The bill, whose lead sponsor is committee Chairman Thomas Middleton (D-Charles) exempts large commercial and industrial customers, which have had success shopping for power from competitive suppliers. A third nuclear reactor that Constellation Energy hopes to build at its Calvert Cliffs plant also would not be regulated.
The move to re-regulate has been debated in Annapolis for several years, since rate caps were lifted. Customers of Baltimore Gas & Electric were hit with a 72 percent rate hike, and their bills have continued to rise. Pepco customers also are paying much more than they did under a regulated system. Competitors to the large utilities have only a tiny slice of the residential market.
High prices have been a political problem for O'Malley and lawmakers. Adding to the problem, gas and electric bills across the state skyrocketed this winter, owing to relatively cold weather, longer billing cycles and locked-in contracts for power signed by utilities when prices peaked last year.
The re-regulation bill is unlikely to effect electricity rates in the short term, since it can take years to build a power plant and any new plants are likely to produce a fraction of the state's electricity load. But politically the vote makes a statement.

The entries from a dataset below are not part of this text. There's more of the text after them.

//! Location chunking
//!
//! Walks a section's text in document order and cuts it into ranges of
//! `break_size` characters. Each range is serialized against the section's
//! base component. The last, shorter chunk of a section still produces an
//! entry so every section boundary is addressable.

use crate::cfi::{Resolver, Segment};
use crate::tree::{ContentTree, Point, TextRange};

/// Location entries for one section
pub fn parse_section<T: ContentTree>(
    tree: &T,
    base: &Segment,
    break_size: usize,
    ignore_class: Option<&str>,
) -> Vec<String> {
    let resolver = Resolver::new(tree).with_optional_ignore_class(ignore_class);
    chunk_ranges(tree, break_size)
        .iter()
        .map(|range| resolver.from_range(range, base).to_string())
        .collect()
}

/// Ranges of `break_size` characters covering the section's text
pub fn chunk_ranges<T: ContentTree>(tree: &T, break_size: usize) -> Vec<TextRange<T::Node>> {
    let break_size = break_size.max(1);
    let Some(root) = tree.find_element("body").or_else(|| tree.document_element()) else {
        return Vec::new();
    };

    let mut ranges = Vec::new();
    let mut start: Option<Point<T::Node>> = None;
    let mut counter = 0;
    let mut prev = None;

    for node in tree.text_nodes(root) {
        if tree.text(node).map_or(true, |text| text.trim().is_empty()) {
            continue;
        }

        let len = tree.text_len(node);
        let mut pos = 0;

        while pos < len {
            if counter == 0 {
                start = Some(Point::new(node, pos));
            }

            let take = (break_size - counter).min(len - pos);
            pos += take;
            counter += take;

            if counter == break_size {
                if let Some(start) = start.take() {
                    ranges.push(TextRange::new(start, Point::new(node, pos)));
                }
                counter = 0;
            }
        }

        prev = Some(node);
    }

    // Close the partial chunk
    if let (Some(start), Some(prev)) = (start, prev) {
        if counter > 0 {
            ranges.push(TextRange::new(start, Point::new(prev, tree.text_len(prev))));
        }
    }

    ranges
}
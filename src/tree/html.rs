//! DOM-backed content tree
//!
//! Wraps a `scraper` document so CFIs can be generated and resolved against
//! real chapter markup. Parsing follows the HTML5 algorithm, so the tree has
//! the same shape a browser would build for the chapter.

use ego_tree::NodeId;
use scraper::{Html, Node};

use super::{ContentTree, NodeKind};

/// Parsed (X)HTML content document
#[derive(Debug, Clone)]
pub struct HtmlTree {
    html: Html,
}

impl HtmlTree {
    /// Parse a full content document
    pub fn parse(markup: &str) -> Self {
        Self {
            html: Html::parse_document(markup),
        }
    }

    /// Wrap an already parsed document
    pub fn from_html(html: Html) -> Self {
        Self { html }
    }

    pub fn html(&self) -> &Html {
        &self.html
    }

    fn value(&self, node: NodeId) -> Option<&Node> {
        self.html.tree.get(node).map(|n| n.value())
    }
}

impl ContentTree for HtmlTree {
    type Node = NodeId;

    fn document(&self) -> NodeId {
        self.html.tree.root().id()
    }

    fn parent(&self, node: NodeId) -> Option<NodeId> {
        self.html.tree.get(node)?.parent().map(|parent| parent.id())
    }

    fn children(&self, node: NodeId) -> Vec<NodeId> {
        self.html
            .tree
            .get(node)
            .map(|n| n.children().map(|child| child.id()).collect())
            .unwrap_or_default()
    }

    fn kind(&self, node: NodeId) -> NodeKind {
        match self.value(node) {
            Some(Node::Document) | Some(Node::Fragment) => NodeKind::Document,
            Some(Node::Element(_)) => NodeKind::Element,
            Some(Node::Text(_)) => NodeKind::Text,
            _ => NodeKind::Other,
        }
    }

    fn element_id(&self, node: NodeId) -> Option<&str> {
        self.value(node)?.as_element()?.id()
    }

    fn local_name(&self, node: NodeId) -> Option<&str> {
        Some(self.value(node)?.as_element()?.name())
    }

    fn text(&self, node: NodeId) -> Option<&str> {
        match self.value(node)? {
            Node::Text(text) => Some(&**text),
            _ => None,
        }
    }

    fn has_class(&self, node: NodeId, class: &str) -> bool {
        self.value(node)
            .and_then(|value| value.as_element())
            .is_some_and(|element| element.classes().any(|c| c == class))
    }
}
impl<'t, T: ContentTree> Resolver<'t, T> {
    pub fn new(tree: &'t T) -> Self {
        Self {
            tree,
            ignore_class: None,
        }
    }

    /// Treat elements with `class` as injected markup
    pub fn with_ignore_class(mut self, class: impl Into<String>) -> Self {
        let class = class.into();
        self.ignore_class = self.tree.contains_class(&class).then_some(class);
        self
    }

    /// Like [`Resolver::with_ignore_class`], for an optional class
    pub fn with_optional_ignore_class(self, class: Option<&str>) -> Self {
        match class {
            Some(class) => self.with_ignore_class(class),
            None => self,
        }
    }

    pub fn tree(&self) -> &'t T {
        self.tree
    }

    fn ignore(&self) -> Option<&str> {
        self.ignore_class.as_deref()
    }

    fn is_ignored(&self, node: T::Node) -> bool {
        self.ignore().is_some_and(|class| {
            self.tree.kind(node) == NodeKind::Element && self.tree.has_class(node, class)
        })
    }

    // ---------------------------------------------------------------------
    // Tree -> CFI
    // ---------------------------------------------------------------------

    /// CFI pointing at `node` itself, no offset
    pub fn from_node(&self, node: T::Node, base: &Segment) -> Cfi {
        Cfi::new(base.clone(), self.path_to(node, None))
    }

    /// CFI for a point; text offsets are patched for ignored markup
    pub fn from_point(&self, point: Point<T::Node>, base: &Segment) -> Cfi {
        let offset = self.patched(point);
        Cfi::new(base.clone(), self.path_to(point.container, Some(offset)))
    }

    /// CFI for a range. A collapsed range yields a point CFI.
    pub fn from_range(&self, range: &TextRange<T::Node>, base: &Segment) -> Cfi {
        if range.is_collapsed() {
            return self.from_point(range.start, base);
        }

        let start = self.path_to(range.start.container, Some(self.patched(range.start)));
        let end = self.path_to(range.end.container, Some(self.patched(range.end)));
        hoist_common(base.clone(), start, end)
    }

    fn patched(&self, point: Point<T::Node>) -> usize {
        if self.ignore().is_some() && self.tree.kind(point.container) == NodeKind::Text {
            self.patch_offset(point.container, point.offset)
                .unwrap_or(point.offset)
        } else {
            point.offset
        }
    }

    /// Steps from the document element down to `node`
    fn path_to(&self, node: T::Node, offset: Option<usize>) -> Segment {
        let mut steps = Vec::new();
        let mut current = node;

        while let Some(parent) = self.tree.parent(current) {
            if self.tree.kind(parent) == NodeKind::Document {
                break;
            }
            let step = if self.ignore().is_some() {
                self.filtered_step(current)
            } else {
                self.step(current)
            };
            if let Some(step) = step {
                steps.push(step);
            }
            current = parent;
        }
        steps.reverse();

        let mut segment = Segment::with_steps(steps);
        if let Some(offset) = offset {
            segment.terminal.offset = Some(offset);
            // Offsets must land in a text node
            if !segment.last_step().is_some_and(Step::is_text) {
                segment.push(Step::text(0));
            }
        }
        segment
    }

    fn step(&self, node: T::Node) -> Option<Step> {
        let index = self.position(node)?;
        Some(self.make_step(node, index))
    }

    fn filtered_step(&self, node: T::Node) -> Option<Step> {
        let node = self.filter(node)?;
        let index = self.filtered_position(node)?;
        Some(self.make_step(node, index))
    }

    fn make_step(&self, node: T::Node, index: usize) -> Step {
        match self.tree.kind(node) {
            NodeKind::Text => Step::text(index),
            _ => Step {
                kind: StepKind::Element,
                index,
                id: self.tree.element_id(node).map(str::to_string),
            },
        }
    }

    /// Node that stands for `node` in a filtered path, if any.
    ///
    /// Ignored elements vanish. Text inside an ignored element is represented
    /// by an adjacent real text node when there is one.
    fn filter(&self, node: T::Node) -> Option<T::Node> {
        match self.tree.kind(node) {
            NodeKind::Text => {
                let Some(parent) = self.tree.parent(node).filter(|&p| self.is_ignored(p)) else {
                    return Some(node);
                };
                let is_text = |n: &T::Node| self.tree.kind(*n) == NodeKind::Text;
                self.tree
                    .previous_sibling(parent)
                    .filter(is_text)
                    .or_else(|| self.tree.next_sibling(parent).filter(is_text))
                    .or(Some(node))
            }
            _ if self.is_ignored(node) => None,
            _ => Some(node),
        }
    }

    /// Index among same-kind siblings, without filtering
    pub fn position(&self, node: T::Node) -> Option<usize> {
        let parent = self.tree.parent(node)?;
        let kind = self.tree.kind(node);
        match kind {
            NodeKind::Element | NodeKind::Text => self
                .tree
                .children(parent)
                .into_iter()
                .filter(|&sibling| self.tree.kind(sibling) == kind)
                .position(|sibling| sibling == node),
            _ => None,
        }
    }

    fn filtered_position(&self, node: T::Node) -> Option<usize> {
        let mut anchor = node;
        let mut parent = self.tree.parent(anchor)?;

        let (children, kind) = match self.tree.kind(anchor) {
            NodeKind::Element => (self.tree.element_children(parent), NodeKind::Element),
            NodeKind::Text => {
                // Inside an ignored node: position of the ignored node itself
                if self.is_ignored(parent) {
                    anchor = parent;
                    parent = self.tree.parent(anchor)?;
                }
                (self.tree.children(parent), NodeKind::Text)
            }
            _ => return None,
        };

        let map = self.normalized_map(&children, kind);
        let index = children.iter().position(|&child| child == anchor)?;
        map[index]
    }

    /// Logical index of each child for the requested kind.
    ///
    /// Ignored elements count as text, and consecutive text entries share one
    /// index. Entries of other kinds map to `None`.
    pub fn normalized_map(&self, children: &[T::Node], kind: NodeKind) -> Vec<Option<usize>> {
        let mut output = vec![None; children.len()];
        let mut prev_index: Option<usize> = None;
        let mut prev_kind: Option<NodeKind> = None;

        for (i, &child) in children.iter().enumerate() {
            let mut current = self.tree.kind(child);
            if self.is_ignored(child) {
                current = NodeKind::Text;
            }

            if kind == NodeKind::Text && current == NodeKind::Text && prev_kind == Some(NodeKind::Text)
            {
                output[i] = prev_index;
            } else if current == kind {
                let next = prev_index.map_or(0, |prev| prev + 1);
                prev_index = Some(next);
                output[i] = Some(next);
            }
            prev_kind = Some(current);
        }

        output
    }

    /// Offset of `anchor`'s `offset` measured from the start of its merged run
    pub fn patch_offset(&self, anchor: T::Node, offset: usize) -> Result<usize, ResolveError> {
        if self.tree.kind(anchor) != NodeKind::Text {
            return Err(ResolveError::NotTextNode);
        }
        if self.ignore().is_none() {
            return Ok(offset);
        }

        let mut current = anchor;
        let mut total = offset;

        if let Some(parent) = self.tree.parent(anchor).filter(|&p| self.is_ignored(p)) {
            current = parent;
        }

        while let Some(prev) = self.tree.previous_sibling(current) {
            if self.tree.kind(prev) == NodeKind::Element && !self.is_ignored(prev) {
                break;
            }
            total += self.tree.text_content_len(prev);
            current = prev;
        }

        Ok(total)
    }

    // ---------------------------------------------------------------------
    // CFI -> tree
    // ---------------------------------------------------------------------

    /// Walk `steps` down from the document element.
    ///
    /// Element steps with an ID assertion are looked up by ID first and fall
    /// back to their index.
    pub fn find_node<'s, I>(&self, steps: I) -> Option<T::Node>
    where
        I: IntoIterator<Item = &'s Step>,
    {
        let mut container = self.tree.document_element()?;

        for step in steps {
            container = match step.kind {
                StepKind::Element => step
                    .id
                    .as_deref()
                    .and_then(|id| self.tree.element_by_id(id))
                    .or_else(|| self.element_child(container, step.index))?,
                StepKind::Text => self.text_child(container, step.index)?,
            };
        }

        Some(container)
    }

    /// The `index`-th element child, not counting ignored elements
    fn element_child(&self, container: T::Node, index: usize) -> Option<T::Node> {
        let children = self.tree.element_children(container);
        if self.ignore().is_some() {
            let map = self.normalized_map(&children, NodeKind::Element);
            let at = map.iter().position(|&entry| entry == Some(index))?;
            return Some(children[at]);
        }
        children.get(index).copied()
    }

    /// The `index`-th text child. With filtering active this is the first
    /// node of the `index`-th merged run.
    fn text_child(&self, container: T::Node, index: usize) -> Option<T::Node> {
        let children = self.tree.children(container);
        if self.ignore().is_some() {
            let map = self.normalized_map(&children, NodeKind::Text);
            let at = map.iter().position(|&entry| entry == Some(index))?;
            return Some(children[at]);
        }
        children
            .into_iter()
            .filter(|&child| self.tree.kind(child) == NodeKind::Text)
            .nth(index)
    }

    /// Resolve a CFI to a range. Point CFIs give a collapsed range.
    pub fn to_range(&self, cfi: &Cfi) -> Option<TextRange<T::Node>> {
        let start_steps: Vec<&Step> = cfi.start_steps().collect();
        let Some(start) = self.resolve_point(&start_steps, cfi.start_terminal()) else {
            warn!("No start container found for {}", cfi);
            return None;
        };

        if !cfi.is_range() {
            return Some(TextRange::caret(start));
        }

        let end_steps: Vec<&Step> = cfi.end_steps().collect();
        match self.resolve_point(&end_steps, cfi.end_terminal()) {
            Some(end) => Some(TextRange::new(start, end)),
            None => Some(TextRange::caret(start)),
        }
    }

    /// Resolve a CFI to a single point (the start of a range)
    pub fn to_point(&self, cfi: &Cfi) -> Option<Point<T::Node>> {
        let steps: Vec<&Step> = cfi.start_steps().collect();
        self.resolve_point(&steps, cfi.start_terminal())
    }

    fn resolve_point(&self, steps: &[&Step], terminal: &Terminal) -> Option<Point<T::Node>> {
        let offset = terminal.offset.unwrap_or(0);
        let ends_in_text = steps.last().is_some_and(|step| step.is_text());

        let Some(container) = self.find_node(steps.iter().copied()) else {
            return if ends_in_text {
                self.fix_miss(steps, offset)
            } else {
                None
            };
        };

        match self.tree.kind(container) {
            NodeKind::Text if offset <= self.tree.text_len(container) => {
                Some(Point::new(container, offset))
            }
            _ if ends_in_text => self.fix_miss(steps, offset),
            // Element offsets count children
            _ => {
                let max = self.tree.children(container).len();
                Some(Point::new(container, offset.min(max)))
            }
        }
    }

    /// Repair a text step whose node or offset no longer matches the tree.
    ///
    /// Scans the parent's text runs for the step's logical index and walks the
    /// offset across the run's nodes. An index past the last run falls back to
    /// the end of the nearest preceding run.
    pub fn fix_miss(&self, steps: &[&Step], offset: usize) -> Option<Point<T::Node>> {
        let (last, parent_steps) = steps.split_last()?;
        let container = self.find_node(parent_steps.iter().copied())?;
        let children = self.tree.children(container);
        let map = self.normalized_map(&children, NodeKind::Text);

        let target = map
            .iter()
            .flatten()
            .copied()
            .filter(|&index| index <= last.index)
            .max()?;

        let mut remaining = if target == last.index { offset } else { usize::MAX };
        let mut last_in_run = None;

        for (child, entry) in children.iter().copied().zip(map.iter()) {
            if *entry != Some(target) {
                continue;
            }
            let len = self.tree.text_content_len(child);
            if remaining > len {
                remaining -= len;
                last_in_run = Some(child);
                continue;
            }
            trace!(index = last.index, offset, "Repaired CFI miss");
            return Some(self.text_anchor(child, remaining));
        }

        // Ran past the end of the run: clamp to its last character
        let child = last_in_run?;
        let anchor = self.text_anchor(child, usize::MAX);
        trace!(index = last.index, offset, "Clamped CFI miss to end of run");
        Some(anchor)
    }

    /// Point inside `node` at `offset`, descending into an element's text
    fn text_anchor(&self, node: T::Node, offset: usize) -> Point<T::Node> {
        let text = match self.tree.kind(node) {
            NodeKind::Text => Some(node),
            _ => self.tree.text_nodes(node).into_iter().next(),
        };
        match text {
            Some(text) => Point::new(text, offset.min(self.tree.text_len(text))),
            None => Point::new(node, 0),
        }
    }
}
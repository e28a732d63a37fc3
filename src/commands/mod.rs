//! CLI command implementations

mod compare;
mod locations;
mod parse;
mod resolve;

pub use compare::compare;
pub use locations::locations;
pub use parse::parse;
pub use resolve::resolve;
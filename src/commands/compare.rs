//! Compare command implementation

use anyhow::Result;
use std::cmp::Ordering;

/// Print -1, 0 or 1 for the reading order of two CFIs
pub fn compare(a: &str, b: &str) -> Result<()> {
    for input in [a, b] {
        if !libros_cfi::cfi::is_cfi_string(input) {
            tracing::warn!("Not a wrapped CFI: {}", input);
        }
    }

    let result = match libros_cfi::cfi::compare(a, b) {
        Ordering::Less => -1,
        Ordering::Equal => 0,
        Ordering::Greater => 1,
    };
    println!("{}", result);
    Ok(())
}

The energy industry, led by Baltimore-based Constellation, has heavily lobbied lawmakers to defeat the bill. The Retail Energy Supply Association, a group of suppliers fighting to enter the residential market, issued this statement from state chair Leah Gibbons.
"RESA is very disappointed that the committeee decided to take a step backwards for Maryland electricity consumers. Re-regulation... will end choice for residential and small commercial customers."
Middleton and other supporters of the legislation argue that RESA's members have had years to enter the market.
The Senate is now taking up the legislation. Its chances for passage are better there than in the House of Delegates, where members of the Economic Matters Committee have expressed skepticism about passing it this year.